//! Storage layer
//!
//! Every service talks to persisted state through [`Store`]. Calls are
//! synchronous and are made while the caller holds the lock that guards the
//! in-memory transition being persisted, so writes are never reordered
//! relative to that state.

use crate::{
    config::StorageConfig,
    error::{AppError, Result},
    models::{
        AuditRecord, IntegrityReport, IssuedToken, SecurityIncident, Session, StoredSigningKey,
        User,
    },
};
use chrono::{DateTime, Utc};
use std::sync::Arc;
use uuid::Uuid;

pub mod file;
pub mod memory;

pub use file::FileStore;
pub use memory::MemoryStore;

pub trait Store: Send + Sync {
    // ==================== Users ====================

    /// Insert a new user; username and email must be unique
    fn insert_user(&self, user: &User) -> Result<()>;
    fn update_user(&self, user: &User) -> Result<()>;
    fn get_user(&self, id: Uuid) -> Result<Option<User>>;
    fn find_user_by_username(&self, username: &str) -> Result<Option<User>>;
    fn find_user_by_email(&self, email: &str) -> Result<Option<User>>;
    fn list_users(&self) -> Result<Vec<User>>;

    // ==================== Sessions ====================

    /// Insert or replace a session; the session token must be unique
    fn save_session(&self, session: &Session) -> Result<()>;
    fn get_session(&self, id: Uuid) -> Result<Option<Session>>;
    fn find_session_by_token(&self, token: &str) -> Result<Option<Session>>;
    fn list_sessions(&self) -> Result<Vec<Session>>;

    // ==================== Audit chain ====================

    /// Append one chain record; the sequence must be greater than any stored one
    fn append_audit_record(&self, record: &AuditRecord) -> Result<()>;
    fn get_audit_record(&self, sequence: u64) -> Result<Option<AuditRecord>>;
    /// Inclusive range, ordered by sequence
    fn audit_range(&self, from: u64, to: u64) -> Result<Vec<AuditRecord>>;
    fn last_audit_record(&self) -> Result<Option<AuditRecord>>;
    /// Records whose event timestamp lies in `[from, to]` (either bound may be
    /// open), ordered by sequence. Non-matching records are never cloned.
    fn audit_in_period(
        &self,
        from: Option<DateTime<Utc>>,
        to: Option<DateTime<Utc>>,
    ) -> Result<Vec<AuditRecord>>;

    // ==================== Signing keys ====================

    fn save_signing_key(&self, key: &StoredSigningKey) -> Result<()>;
    fn delete_signing_key(&self, kid: &str) -> Result<()>;
    fn list_signing_keys(&self) -> Result<Vec<StoredSigningKey>>;

    // ==================== Issued tokens ====================

    fn save_issued_token(&self, token: &IssuedToken) -> Result<()>;
    fn get_issued_token(&self, jti: Uuid) -> Result<Option<IssuedToken>>;
    fn list_issued_tokens(&self) -> Result<Vec<IssuedToken>>;
    /// Remove records whose expiry is before `now`; returns the removed ids
    fn delete_expired_tokens(&self, now: DateTime<Utc>) -> Result<Vec<Uuid>>;

    // ==================== Incidents & verification runs ====================

    fn save_incident(&self, incident: &SecurityIncident) -> Result<()>;
    fn get_incident(&self, id: Uuid) -> Result<Option<SecurityIncident>>;
    fn list_incidents(&self) -> Result<Vec<SecurityIncident>>;
    fn save_integrity_report(&self, report: &IntegrityReport) -> Result<()>;
    fn list_integrity_reports(&self) -> Result<Vec<IntegrityReport>>;

    fn backend_name(&self) -> &'static str;
}

pub type SharedStore = Arc<dyn Store>;

/// Build the configured backend
pub fn open_store(config: &StorageConfig) -> Result<SharedStore> {
    match config.backend.as_str() {
        "memory" => Ok(Arc::new(MemoryStore::new())),
        "file" => Ok(Arc::new(FileStore::open(&config.data_dir)?)),
        other => Err(AppError::Config(format!("unknown storage backend: {}", other))),
    }
}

_ _ _ _

Only the lines holding the word "persisted" belong in the answer; copy them from the listing above.

» **SOLUTION TO THE PROBLEM**:
//! Every service talks to persisted state through [`Store`]. Calls are
//! in-memory transition being persisted, so writes are never reordered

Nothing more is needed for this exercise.